There are several strengths balanced with some limitations of this research. While systematic reviews exist demonstrating the effectiveness of integrated care approaches [15], limited research exists outlining implementation strategies and/or considerations for implementation generalizable across contexts. The primary strength is our inclusion of implementation projects that vary in their phase of implementation and conduct in countries that differ in their healthcare financing and the specific user groups, systems and health outcomes targeted. This multiple, international case study design bolstered our ability to assert a proposed agenda for implementation of integrated care that could facilitate greater transfer of knowledge among research teams working in various healthcare settings. Another strength of this research is our explicit and thorough use of the EPIS framework, a widely used implementation framework, to ground the framing, analysis and interpretation of our findings. This in line with recommendations to increase the breadth and depth of implementation frameworks as an important step to advance the field of implementation science through systematic and comprehensive application of implementation science theory and frameworks [18].

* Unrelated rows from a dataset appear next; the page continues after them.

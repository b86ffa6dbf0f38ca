// Copyright (C) 2025 Jeremy J. Carroll. See LICENSE for details.

//! Edit operations and edit scripts.
//!
//! # Examples
//!
//! ```
//! use hull_bound::scripts::{EditScript, Operation};
//!
//! let script: EditScript = "MSMDI".parse().unwrap();
//! let counts = script.counts();
//! assert_eq!(counts.distance(), 3);
//! assert_eq!(counts.get(Operation::Match), 2);
//! assert_eq!(script.to_string(), "MSMDI");
//! ```

use crate::errors::ScriptError;
use std::fmt;
use std::str::FromStr;
use strum::EnumCount;
use strum_macros::EnumCount as EnumCountMacro;

/// One step of an alignment through the (i, j) grid.
///
/// `i` indexes the source string and `j` the target; Delete advances `i`,
/// Insert advances `j`, Match and Substitute advance both.
#[derive(Debug, Clone, Copy, PartialEq, Eq, Hash, EnumCountMacro)]
#[repr(u8)]
pub enum Operation {
    Match,
    Substitute,
    Delete,
    Insert,
}

impl Operation {
    /// In column order of the distribution file.
    pub const ALL: [Operation; Operation::COUNT] = [
        Operation::Match,
        Operation::Substitute,
        Operation::Delete,
        Operation::Insert,
    ];

    pub fn from_char(c: char) -> Option<Self> {
        match c {
            'M' => Some(Operation::Match),
            'S' => Some(Operation::Substitute),
            'D' => Some(Operation::Delete),
            'I' => Some(Operation::Insert),
            _ => None,
        }
    }

    pub fn to_char(self) -> char {
        match self {
            Operation::Match => 'M',
            Operation::Substitute => 'S',
            Operation::Delete => 'D',
            Operation::Insert => 'I',
        }
    }

    /// Whether the step moves to the next row (`i + 1`).
    pub fn advances_row(self) -> bool {
        !matches!(self, Operation::Insert)
    }

    /// Whether the step moves to the next column (`j + 1`).
    pub fn advances_column(self) -> bool {
        !matches!(self, Operation::Delete)
    }

    /// Every operation except Match costs one.
    pub fn is_edit(self) -> bool {
        !matches!(self, Operation::Match)
    }
}

/// Per-operation counts of one script.
#[derive(Debug, Default, Clone, Copy, PartialEq, Eq)]
pub struct OperationCounts {
    counts: [usize; Operation::COUNT],
}

impl OperationCounts {
    pub fn get(&self, op: Operation) -> usize {
        self.counts[op as usize]
    }

    fn increment(&mut self, op: Operation) {
        self.counts[op as usize] += 1;
    }

    /// Substitutions + deletions + insertions.
    pub fn distance(&self) -> usize {
        self.get(Operation::Substitute) + self.get(Operation::Delete) + self.get(Operation::Insert)
    }

    pub fn matches(&self) -> usize {
        self.get(Operation::Match)
    }

    /// Number of operations, `matches() + distance()`.
    pub fn total(&self) -> usize {
        self.counts.iter().sum()
    }
}

/// A sequence of operations, written as a string over `M`, `S`, `D`, `I`.
#[derive(Debug, Clone, PartialEq, Eq, Hash, Default)]
pub struct EditScript {
    ops: Vec<Operation>,
}

impl EditScript {
    pub fn new(ops: Vec<Operation>) -> Self {
        Self { ops }
    }

    pub fn operations(&self) -> &[Operation] {
        &self.ops
    }

    pub fn len(&self) -> usize {
        self.ops.len()
    }

    pub fn is_empty(&self) -> bool {
        self.ops.is_empty()
    }

    /// Count each kind of operation.
    pub fn counts(&self) -> OperationCounts {
        let mut counts = OperationCounts::default();
        for &op in &self.ops {
            counts.increment(op);
        }
        counts
    }

    /// Grid cells visited by the path, starting with `(0, 0)`.
    pub fn cells(&self) -> impl Iterator<Item = (usize, usize)> + '_ {
        std::iter::once((0, 0)).chain(self.ops.iter().scan((0usize, 0usize), |cell, &op| {
            if op.advances_row() {
                cell.0 += 1;
            }
            if op.advances_column() {
                cell.1 += 1;
            }
            Some(*cell)
        }))
    }

    /// Cost of the script.
    pub fn distance(&self) -> usize {
        self.ops.iter().filter(|op| op.is_edit()).count()
    }
}

impl FromStr for EditScript {
    type Err = ScriptError;

    fn from_str(s: &str) -> Result<Self, Self::Err> {
        s.chars()
            .enumerate()
            .map(|(position, found)| {
                Operation::from_char(found).ok_or(ScriptError::InvalidOperation { position, found })
            })
            .collect::<Result<Vec<_>, _>>()
            .map(EditScript::new)
    }
}

impl fmt::Display for EditScript {
    fn fmt(&self, f: &mut fmt::Formatter<'_>) -> fmt::Result {
        for op in &self.ops {
            write!(f, "{}", op.to_char())?;
        }
        Ok(())
    }
}
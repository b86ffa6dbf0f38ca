// Copyright (C) 2025 Jeremy J. Carroll. See LICENSE for details.

//! Combinatorial lower bound on the hulls of edit distance.
//!
//! For strings of length n over an alphabet of size Σ, the hull of radius r
//! around a string is the set of strings within edit distance r. Counting
//! canonical annotated alignment paths gives an upper bound on the size of
//! each hull, and therefore a lower bound on the total distance from a
//! string to all others. The normalized bound `lb / (n · Σ^n)` bounds the
//! expected edit distance of two random strings, relative to n.
//!
//! # Architecture
//!
//! The implementation uses a two-tier data model:
//!
//! ## Tier 1: MEMO Data (Immutable)
//!
//! Precomputed before any counting:
//! - Pascal triangle of exact binomial coefficients
//! - Powers Σ and Σ - 1 at hand for exponentiation
//!
//! ## Tier 2: Counts (Pure)
//!
//! Every count is a pure function of the context and its parameters:
//! - `Q0`: diagonal-only paths with r substitutions
//! - `fd`: placements of a path shape on the grid
//! - `fn`: annotations of the non-diagonal runs
//! - sums over q and D, then the bound over r
//!
//! The [`CountingContext`] is passed explicitly to every function; there is
//! no global table.
//!
//! # Edit scripts
//!
//! The [`scripts`] module samples optimal alignments of random strings and
//! tabulates where their paths run on the DP grid, for comparison with the
//! bound.

pub mod approx;
pub mod config;
pub mod context;
pub mod counting;
pub mod errors;
pub mod memo;
pub mod scripts;
pub mod validation;

// Re-export commonly used types
pub use config::{CountingConfig, EndingDeletionRange};
pub use context::CountingContext;
pub use counting::{bound, BoundResult, HullBound, PathParameters};
pub use errors::{CountingError, ScriptError};
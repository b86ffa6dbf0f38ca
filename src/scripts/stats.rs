// Copyright (C) 2025 Jeremy J. Carroll. See LICENSE for details.

//! Tabulation of edit scripts over the dynamic programming grid.
//!
//! For strings of length n the grid has `size = n + 1` rows and columns,
//! cells `(0, 0)` to `(n, n)`. Every histogram here has `size` bins; a
//! script that lands outside them is reported as
//! [`ScriptError::OutsideGrid`], with the bin in both coordinates for the
//! one-dimensional histograms.

use super::operation::{EditScript, Operation};
use crate::errors::ScriptError;
use strum::EnumCount;

/// Histograms of the per-script count of each operation.
#[derive(Debug, Clone, PartialEq, Eq)]
pub struct OperationDistribution {
    histograms: [Vec<u64>; Operation::COUNT],
}

impl OperationDistribution {
    fn new(size: usize) -> Self {
        Self {
            histograms: std::array::from_fn(|_| vec![0; size]),
        }
    }

    pub fn size(&self) -> usize {
        self.histograms[0].len()
    }

    /// `histogram(op)[k]` is the number of scripts with exactly k
    /// occurrences of `op`.
    pub fn histogram(&self, op: Operation) -> &[u64] {
        &self.histograms[op as usize]
    }
}

/// Cell visit counts and the maximum-oscillation histogram.
#[derive(Debug, Clone, PartialEq, Eq)]
pub struct ScriptStatistics {
    size: usize,
    frequency: Vec<u64>,
    max_oscillation: Vec<u64>,
}

impl ScriptStatistics {
    pub fn size(&self) -> usize {
        self.size
    }

    /// Number of scripts whose path visits `(i, j)`.
    pub fn frequency(&self, i: usize, j: usize) -> u64 {
        self.frequency[i * self.size + j]
    }

    pub fn row(&self, i: usize) -> &[u64] {
        &self.frequency[i * self.size..(i + 1) * self.size]
    }

    /// The whole matrix in row-major order.
    pub fn frequency_matrix(&self) -> &[u64] {
        &self.frequency
    }

    /// `max_oscillation()[k]` counts the scripts whose largest `|j - i|` is k.
    pub fn max_oscillation(&self) -> &[u64] {
        &self.max_oscillation
    }
}

fn bump(histogram: &mut [u64], bin: usize, script: usize) -> Result<(), ScriptError> {
    let size = histogram.len();
    let slot = histogram.get_mut(bin).ok_or(ScriptError::OutsideGrid {
        script,
        row: bin,
        col: bin,
        size,
    })?;
    *slot += 1;
    Ok(())
}

/// Histogram the operation counts of every script.
pub fn operations_distribution(
    size: usize,
    scripts: &[EditScript],
) -> Result<OperationDistribution, ScriptError> {
    let mut dist = OperationDistribution::new(size);
    for (index, script) in scripts.iter().enumerate() {
        let counts = script.counts();
        for op in Operation::ALL {
            bump(&mut dist.histograms[op as usize], counts.get(op), index)?;
        }
    }
    Ok(dist)
}

/// Count visited cells, `(0, 0)` included, and the maximum distance from
/// the main diagonal reached by each script.
pub fn script_statistics(
    size: usize,
    scripts: &[EditScript],
) -> Result<ScriptStatistics, ScriptError> {
    let mut frequency = vec![0u64; size * size];
    let mut max_oscillation = vec![0u64; size];
    for (index, script) in scripts.iter().enumerate() {
        let mut widest = 0;
        for (i, j) in script.cells() {
            if i >= size || j >= size {
                return Err(ScriptError::OutsideGrid {
                    script: index,
                    row: i,
                    col: j,
                    size,
                });
            }
            frequency[i * size + j] += 1;
            widest = widest.max(i.abs_diff(j));
        }
        bump(&mut max_oscillation, widest, index)?;
    }
    tracing::debug!(size, scripts = scripts.len(), "[scripts] statistics tabulated");
    Ok(ScriptStatistics {
        size,
        frequency,
        max_oscillation,
    })
}

/// Walk the script until `leaves` says the next cell is over the line, and
/// return the cell the step starts from.
fn first_crossing(
    script: &EditScript,
    leaves: impl Fn((usize, usize)) -> bool,
) -> Option<(usize, usize)> {
    let mut cells = script.cells();
    let mut current = cells.next()?;
    for next in cells {
        if leaves(next) {
            return Some(current);
        }
        current = next;
    }
    None
}

/// The cell from which the path first steps into a column `>= r`.
pub fn horizontal_cross(script: &EditScript, r: usize) -> Option<(usize, usize)> {
    first_crossing(script, |(_, j)| j >= r)
}

/// The cell from which the path first steps into a row `>= c`.
pub fn vertical_cross(script: &EditScript, c: usize) -> Option<(usize, usize)> {
    first_crossing(script, |(i, _)| i >= c)
}

/// Histogram of the row at which each script crosses into column `r`.
pub fn horizontal_flow(
    size: usize,
    scripts: &[EditScript],
    r: usize,
) -> Result<Vec<u64>, ScriptError> {
    let mut flow = vec![0u64; size];
    for (index, script) in scripts.iter().enumerate() {
        let (i, _) = horizontal_cross(script, r).ok_or(ScriptError::NoCrossing {
            script: index,
            line: r,
        })?;
        bump(&mut flow, i, index)?;
    }
    Ok(flow)
}

/// Histogram of the column at which each script crosses into row `c`.
pub fn vertical_flow(
    size: usize,
    scripts: &[EditScript],
    c: usize,
) -> Result<Vec<u64>, ScriptError> {
    let mut flow = vec![0u64; size];
    for (index, script) in scripts.iter().enumerate() {
        let (_, j) = vertical_cross(script, c).ok_or(ScriptError::NoCrossing {
            script: index,
            line: c,
        })?;
        bump(&mut flow, j, index)?;
    }
    Ok(flow)
}
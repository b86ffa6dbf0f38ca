// Copyright (C) 2025 Jeremy J. Carroll. See LICENSE for details.

//! Error types for the counting engine and the edit script tools.

use thiserror::Error;

/// Errors raised by the counting engine.
#[derive(Debug, Clone, PartialEq, Eq, Error)]
pub enum CountingError {
    /// A feasible coefficient was requested beyond the rows that were built.
    ///
    /// The table must be sized to at least the largest n queried before
    /// any counting starts.
    #[error("binomial table built for n <= {capacity} cannot answer C({n}, {k})")]
    TableTooSmall { n: i64, k: i64, capacity: usize },

    /// Alphabets with fewer than two symbols have no substitutions.
    #[error("alphabet size must be at least 2, got {0}")]
    InvalidAlphabet(u32),

    /// Path parameters outside the feasible (D, q) region.
    #[error("invalid path parameters (n={n}, r={r}, D={d}, q={q}): {reason}")]
    InvalidParameters {
        n: u32,
        r: u32,
        d: u32,
        q: u32,
        reason: &'static str,
    },

    /// A table entry disagrees with the independently computed coefficient.
    #[error("binomial table entry C({n}, {k}) is {table}, expected {expected}")]
    TableMismatch {
        n: usize,
        k: usize,
        table: String,
        expected: String,
    },
}

/// Errors raised while parsing or tabulating edit scripts.
#[derive(Debug, Error)]
pub enum ScriptError {
    /// A character outside `M`, `S`, `D`, `I`.
    #[error("invalid operation {found:?} at position {position}")]
    InvalidOperation { position: usize, found: char },

    /// A script leaves the (size x size) grid of the statistics.
    #[error("script {script} reaches cell ({row}, {col}) outside a grid of size {size}")]
    OutsideGrid {
        script: usize,
        row: usize,
        col: usize,
        size: usize,
    },

    /// A script never steps over the requested row or column.
    #[error("script {script} never crosses line {line}")]
    NoCrossing { script: usize, line: usize },

    /// Strings cannot be drawn from an empty alphabet.
    #[error("the alphabet for random strings is empty")]
    EmptyAlphabet,

    #[error("I/O error on {path}: {source}")]
    Io {
        path: String,
        #[source]
        source: std::io::Error,
    },
}

impl ScriptError {
    /// Create an I/O error with the offending path.
    pub fn io(path: impl Into<String>, source: std::io::Error) -> Self {
        Self::Io {
            path: path.into(),
            source,
        }
    }
}
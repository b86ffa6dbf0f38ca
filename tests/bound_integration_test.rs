// Copyright (C) 2025 Jeremy J. Carroll. See LICENSE for details.

//! End-to-end checks of the hull bound against hand-verified values.

mod common;

use common::{context, inclusive_context};
use hull_bound::counting::{
    bound, count_canonical_annotated_path_r, count_canonical_annotated_path_r_d, compute_q0,
};
use hull_bound::errors::CountingError;
use num_bigint::BigUint;

fn big(v: u64) -> BigUint {
    BigUint::from(v)
}

#[test]
fn test_hull_counts_n8() {
    let ctx = context(4, 9);
    let expected = [1u64, 24, 406, 3906, 24726, 99288, 261227, 436803, 504120];
    for (r, &count) in expected.iter().enumerate() {
        assert_eq!(
            count_canonical_annotated_path_r(&ctx, 8, r as u32).unwrap(),
            big(count),
            "S_{}",
            r
        );
    }
}

#[test]
fn test_bound_n8() {
    let ctx = context(4, 9);
    let result = bound(&ctx, 8).unwrap();
    assert_eq!(result.lower_bound, big(293823));
    assert_eq!(result.saturation_radius, 5);

    let cumulative: Vec<BigUint> = result.hulls.iter().map(|h| h.cumulative.clone()).collect();
    let expected: Vec<BigUint> = [0, 65535, 131046, 196151, 257350, 293823, 293823, 293823, 293823]
        .into_iter()
        .map(big)
        .collect();
    assert_eq!(cumulative, expected);
    assert!(result
        .hulls
        .iter()
        .enumerate()
        .all(|(r, h)| h.radius as usize == r));

    assert_eq!(format!("{:.12}", result.normalized(4)), "0.560422897339");
}

#[test]
fn test_bound_other_alphabets() {
    let binary = bound(&context(2, 5), 5).unwrap();
    assert_eq!(binary.lower_bound, big(57));
    assert_eq!(binary.saturation_radius, 2);
    assert_eq!(format!("{:.12}", binary.normalized(2)), "0.356250000000");

    let ternary = bound(&context(3, 6), 6).unwrap();
    assert_eq!(ternary.lower_bound, big(2126));
    assert_eq!(ternary.saturation_radius, 4);
}

#[test]
fn test_inclusive_ending_deletion() {
    // only the radius that saturates sees the difference
    let result = bound(&inclusive_context(4, 9), 8).unwrap();
    assert_eq!(result.lower_bound, big(293508));
    assert_eq!(result.saturation_radius, 5);
    assert_eq!(result.hulls[4].cumulative, big(257350));
}

#[test]
fn test_bound_n2_scenario() {
    let ctx = context(4, 2);
    let result = bound(&ctx, 2).unwrap();
    assert!(result.saturation_radius <= 2);
    let budget = big(2) * (big(4).pow(2) - big(1));
    assert!(result.lower_bound <= budget);
}

#[test]
fn test_bound_range_like_the_cli() {
    // one context sized for n_max serves every n below it
    let ctx = context(4, 17);
    let normalized: Vec<f64> = (1..=16)
        .map(|n| bound(&ctx, n).unwrap().normalized(4))
        .collect();
    assert!(normalized.iter().all(|&v| v > 0.0 && v <= 1.0));
    assert_eq!(normalized[0], 0.75);
    // not monotone in n: 8 edges above 7
    assert!(normalized[7] > normalized[6]);
    assert_eq!(format!("{:.12}", normalized[15]), "0.485718445780");
}

#[test]
fn test_diagonal_paths_only_for_d0() {
    let ctx = context(4, 12);
    for n in 1..=12 {
        for r in 0..=n {
            assert_eq!(
                count_canonical_annotated_path_r_d(&ctx, n, r, 0).unwrap(),
                compute_q0(&ctx, n, r).unwrap()
            );
        }
    }
}

#[test]
fn test_context_too_small() {
    let ctx = context(4, 6);
    assert!(matches!(
        bound(&ctx, 8),
        Err(CountingError::TableTooSmall { .. })
    ));
}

Several limitations are of note. The primary limitation of this research is the snowball sampling strategy to select case studies. This sampling strategy was selected for several reasons (e.g., to align with recommendations for case study research designs, to facilitate inclusion of heterogeneous studies) but it may have resulted in the inclusion of case studies that are not representative of all integrated care implementation efforts. To mitigate this effect, we intentionally sought out integrated care researchers who were conducting implementation research in a range of high income and low-to-middle income countries that were focused on a variety of service systems and patient populations. In addition, some potential contributors were excluded from inclusion if it was felt that they would lead to excessive redundancy between case studies. We believe that we have provided a fairly broad range of examples. Though the sampling effort may have limitations, we believe the conclusions presented have broader applicability beyond the integrated care implementation efforts included in this paper. Within this effort to include a range of integrated care examples, we acknowledge that we sought out researchers who are leading or who are involved in integrated care program implementation. Commonly, integrated care programs do not involve researchers and are often implemented in care contexts that limit the feasibility of engaging researchers and community members in community-academic partnerships. An additional limitation is that we did not include an independent evaluator to assign or review the work described in each case study to the specific domains of the EPIS framework. However, we employed an iterative qualitative analytic approach that provided all research leads of the case studies and the lead EPIS framework developer the opportunity to review and refine the operationalization and application of the EPIS domains and phases to each case study.

Conclusion

This multiple case study design highlights research from five countries in pursuit of implementing integrated care models in a range of service systems for various patient groups. Synthesis of case study descriptions revealed common themes related to the outer, inner and bridging/innovation contexts that informed our proposed agenda to advance the research in integrated care implementation. The primary goals within our proposed agenda relate to 1) the role of funding at multiple levels of implementation; 2) fostering meaningful collaboration with stakeholders across phases of implementation; and 3) clear communication about integrated care implementation.